Filme wie Gesichter betrachten

Was ich damit meine, lässt sich vielleicht am besten in Gesichtern erkennen. Blickt man beispielsweise in das Gesicht eines Menschen, den man liebt, lässt sich dort keine Eindeutigkeit erkennen. Das liegt zum einem am Gesicht und zum anderen am Blick, den man darauf richtet. Sich widersprechende Regungen wie Zuneigung, Lust, Sorge, Angst, Zweifel oder Bewunderung setzen sich unablässig neu zusammen – mit jedem neuen Blick. Erst wenn dieser Blick für selbstverständlich erachtet wird, ändert sich das Gesicht nicht mehr im Auge der Betrachtenden. Die Liebe schläft dann ein. Ich wünschte mir, man könnte Filme betrachten wie das Gesicht einer Liebe.

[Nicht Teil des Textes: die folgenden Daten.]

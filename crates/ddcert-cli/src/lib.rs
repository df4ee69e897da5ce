//! # ddcert-cli: CLI Tool for ddcert
//!
//! Provides the `ddcert` command-line interface over `ddcert-schema`.
//!
//! ## Subcommands
//!
//! - `ddcert validate`: validate payload files and emit the report.
//! - `ddcert schema`: export the generated schema as JSON Schema.
//!
//! ```bash
//! ddcert validate --metadata metadata-report.json --resource Property \
//!     --version 2.0 --strict page-1.json page-2.json
//! ddcert schema --metadata metadata-report.json --resource Property
//! ```
//!
//! ## Exit Codes
//!
//! | Code | Meaning |
//! |------|---------|
//! | 0 | no errors (warnings allowed) |
//! | 1 | the report contains errors |
//! | 2 | operational failure: unreadable input or a fatal validation error |

pub mod export;
pub mod validate;

use std::io::Write;
use std::path::Path;

use anyhow::{Context, Result};
use serde::Serialize;

use ddcert_core::CanonicalBytes;

/// Exit code: clean run.
pub const EXIT_OK: u8 = 0;
/// Exit code: the report contains errors.
pub const EXIT_ERRORS: u8 = 1;
/// Exit code: the run could not complete.
pub const EXIT_OPERATIONAL: u8 = 2;

/// Serialize `value` to `output` (or stdout when `None`).
///
/// Canonical output is RFC 8785 (JCS) bytes with no trailing newline;
/// otherwise pretty-printed JSON followed by a newline.
pub fn emit_json<T: Serialize>(value: &T, output: Option<&Path>, canonical: bool) -> Result<()> {
    let bytes = if canonical {
        CanonicalBytes::new(value)
            .context("failed to canonicalize output")?
            .into_bytes()
    } else {
        let mut bytes = serde_json::to_vec_pretty(value).context("failed to serialize output")?;
        bytes.push(b'\n');
        bytes
    };

    match output {
        Some(path) => std::fs::write(path, &bytes)
            .with_context(|| format!("failed to write {}", path.display())),
        None => std::io::stdout()
            .lock()
            .write_all(&bytes)
            .context("failed to write to stdout"),
    }
}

Ich denke an die letzte Einstellung aus Federico Fellinis „La dolce vita“. Marcello Mastroianni am Strand, er kniet, er schaut, er lächelt, er weint, er verzweifelt und zuckt mit den Schultern. In seiner Hilflosigkeit erzittert die schillernde Ambivalenz des Seins. Aus seinem Gesicht spricht die Kraft eines Mediums, das sich nicht darauf einlassen muss, eine Seite zu wählen, sondern das dazu in der Lage ist, alle Seiten zugleich zu wählen.